Hotel property owners in the US have committed an estimated $500 million toward renovations as part of that effort. Globally, Sheraton's performance in Asia has remained strong, while the US market repositioning continues to play out.



Sheraton's Position Within Marriott's Portfolio Toda


Tier, Positioning, and Related Brands


Marriott organizes its brands across distinct tiers. Sheraton sits in the premium full-service tier above select-service and midscale brands, but below Marriott's luxury offerings like Ritz-Carlton and St. Regis. It sits alongside Westin, Renaissance, and Delta Hotels in that segment.

 

Four Points by Sheraton is a related but separate brand a select-service option at a lower price point, also within Marriott's portfolio. The two brands share a name but operate independently with different standards and target guests.


Scale and Global Footprint


431 hotels. Over 150,000 rooms. Present across North America, Asia-Pacific, Europe, the Middle East, Africa, and Latin America as of December 2024. By international distribution, Sheraton is Marriott's most global brand a legacy of ITT and Starwood's decades of expansion across Asia and the Middle East in particular.

 

China stands out. Sheraton established itself as one of the largest international hotel brands in China during the Starwood era, and that footprint has remained a core part of the brand's global identity under Marriott.


Key Takeaways


Marriott International owns Sheraton acquired via Starwood in 2016. Marriott controls the brand; most individual hotel buildings are owned by independent investors. Founded in 1937, Sheraton passed through ITT and Starwood before joining the world's largest hotel company.


Frequently Asked Question


Is Sheraton part of Hilton Hotels?


No. Sheraton has no connection to Hilton. It is owned by Marriott International. This is one of the most common points of confusion likely because both are large, globally recognized hotel chains. Hilton is a separate, independently operated company with its own portfolio of brands.

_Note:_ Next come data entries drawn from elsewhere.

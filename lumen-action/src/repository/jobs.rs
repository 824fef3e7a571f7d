//! Jobs repository
//!
//! Handles communication with the testing service for job operations:
//! - Creating a job for the current change
//! - Reading its status while it runs

use anyhow::{Context, Result};
use async_trait::async_trait;
use lumen_client::ServiceClient;
use lumen_core::domain::job::JobHandle;
use lumen_core::domain::result::JobResult;
use lumen_core::dto::job::CreateJob;

/// Repository trait for job operations with the testing service
#[async_trait]
pub trait JobRepository: Send + Sync {
    /// Creates a job
    ///
    /// Issues exactly one request; failures are not retried.
    async fn create_job(&self, req: &CreateJob) -> Result<JobHandle>;

    /// Reads the current status payload of a job
    ///
    /// # Arguments
    /// * `job_id` - The service-issued job id
    async fn fetch_job(&self, job_id: &str) -> Result<JobResult>;
}

/// HTTP implementation of JobRepository
pub struct HttpJobRepository {
    client: ServiceClient,
    project_id: String,
}

impl HttpJobRepository {
    /// Creates a new HTTP job repository
    ///
    /// # Arguments
    /// * `client` - Configured testing service client
    /// * `project_id` - Project every status read is scoped to
    pub fn new(client: ServiceClient, project_id: String) -> Self {
        Self { client, project_id }
    }
}

#[async_trait]
impl JobRepository for HttpJobRepository {
    async fn create_job(&self, req: &CreateJob) -> Result<JobHandle> {
        self.client
            .create_job(req)
            .await
            .context("Failed to create visual test job")
    }

    async fn fetch_job(&self, job_id: &str) -> Result<JobResult> {
        self.client
            .get_job(job_id, &self.project_id)
            .await
            .with_context(|| format!("Failed to read status of job {}", job_id))
    }
}
//! Service layer
//!
//! Business logic that sits on top of the repositories: turning a finished
//! job into published reports.

mod report;

pub use report::publish_comment;
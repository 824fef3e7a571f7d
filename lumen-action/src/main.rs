//! Lumen Action
//!
//! A CI agent that runs Lumen visual tests for the change a workflow was
//! started for.
//!
//! Architecture:
//! - Configuration: workflow inputs and runner context via clap
//! - Repositories: HTTP communication with the testing service and GitHub
//! - Scheduler: polling a triggered job until it finishes
//! - Services: publishing the rendered report
//!
//! A run triggers one job, waits for it, writes step outputs and the run
//! summary, comments on the pull request and decides the exit status.

mod agent;
mod config;
mod event;
mod outputs;
mod repository;
mod scheduler;
mod service;
mod verdict;

use anyhow::Result;
use clap::Parser;
use colored::*;
use lumen_client::{GithubClient, ServiceClient};
use std::process::ExitCode;
use std::sync::Arc;
use tracing::{error, info};
use tracing_subscriber::{layer::SubscriberExt, util::SubscriberInitExt};

use crate::agent::{Agent, RunReport};
use crate::config::Config;
use crate::outputs::ActionOutputs;
use crate::repository::{CommentRepository, HttpCommentRepository, HttpJobRepository};

#[tokio::main]
async fn main() -> Result<ExitCode> {
    // Initialize logging
    tracing_subscriber::registry()
        .with(
            tracing_subscriber::EnvFilter::try_from_default_env()
                .unwrap_or_else(|_| "lumen_action=info,lumen_client=info".into()),
        )
        .with(tracing_subscriber::fmt::layer())
        .init();

    let config = Config::parse();
    config.validate()?;
    info!(
        "Loaded configuration: project_id={}, api_url={}",
        config.project_id, config.api_url
    );

    let change = event::load_change(
        config.event_path.as_deref(),
        config.sha.as_deref(),
        config.ref_name.as_deref(),
    )?;

    let client = ServiceClient::new(config.api_url.clone(), config.api_key.clone())
        .with_dashboard_url(config.dashboard_url.clone());
    let jobs = Arc::new(HttpJobRepository::new(client, config.project_id.clone()));

    let comments = match (config.github_token(), config.repo()) {
        (Some(token), Some(repo)) => {
            info!("Comments go to {}", repo);
            let github = GithubClient::new(config.github_api_url.clone(), token);
            Some(Arc::new(HttpCommentRepository::new(github, repo)) as Arc<dyn CommentRepository>)
        }
        _ => None,
    };

    let outputs = ActionOutputs::new(config.output_file.clone(), config.step_summary_file.clone());

    let report = match Agent::new(config, change, jobs, comments, outputs).run().await {
        Ok(report) => report,
        Err(e) => {
            error!("{:#}", e);
            return Ok(ExitCode::FAILURE);
        }
    };

    print_outcome(&report);
    Ok(exit_code(&report))
}

/// Logs the failure reason once and maps the verdict to the process status
fn exit_code(report: &RunReport) -> ExitCode {
    match &report.verdict {
        Ok(()) => ExitCode::SUCCESS,
        Err(failure) => {
            error!("{}", failure);
            ExitCode::FAILURE
        }
    }
}

fn print_outcome(report: &RunReport) {
    println!();
    match (&report.status, &report.verdict) {
        (None, _) => {
            println!("{}", "✓ Visual tests triggered".green().bold());
        }
        (Some(_), Ok(())) => {
            println!("{}", "✓ Visual tests finished".green().bold());
        }
        (Some(_), Err(_)) => {
            println!("{}", "✗ Visual tests failed".red().bold());
        }
    }

    println!("  Job:       {}", report.handle.id.bold());
    if let Some(status) = &report.status {
        println!("  Status:    {}", status);
        println!("  Result:    {}", report.result.result_label());
        println!(
            "  Issues:    {} ({} critical)",
            report.result.issues_summary.total, report.result.issues_summary.critical
        );
    }
    println!("  Dashboard: {}", report.handle.dashboard_url.cyan());
    if report.status.is_some() {
        println!(
            "  Comment:   {}",
            if report.comment_posted { "posted" } else { "not posted" }
        );
    }
}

Did Starwood previously own Sheraton?


Yes. Starwood Hotels and Resorts owned Sheraton from 1998 until Marriott's acquisition of Starwood in 2016. Starwood no longer exists as an independent company it was fully absorbed into Marriott International through that transaction.

 

Does Marriott own the actual Sheraton hotel buildings?


In most cases, no. Marriott owns the Sheraton brand and management system. The physical hotel properties are typically owned by independent investors REITs, private equity firms, or regional developers  operating under franchise or management agreements with Marriott.


Is Sheraton part of Marriott Bonvoy?


Yes. Sheraton is a fully participating brand in Marriott Bonvoy. Points earned at Sheraton properties count toward the same Bonvoy account as stays at any other Marriott brand, including Marriott Hotels, Westin, W Hotels, and Ritz-Carlton.


Who originally founded Sheraton Hotels?


Sheraton was founded in 1937 by Ernest Henderson and Robert Moore through Standard Equities Corporation. Henderson shaped the brand's early identity as a real estate-focused hotel company before ITT Corporation acquired the chain in 1968.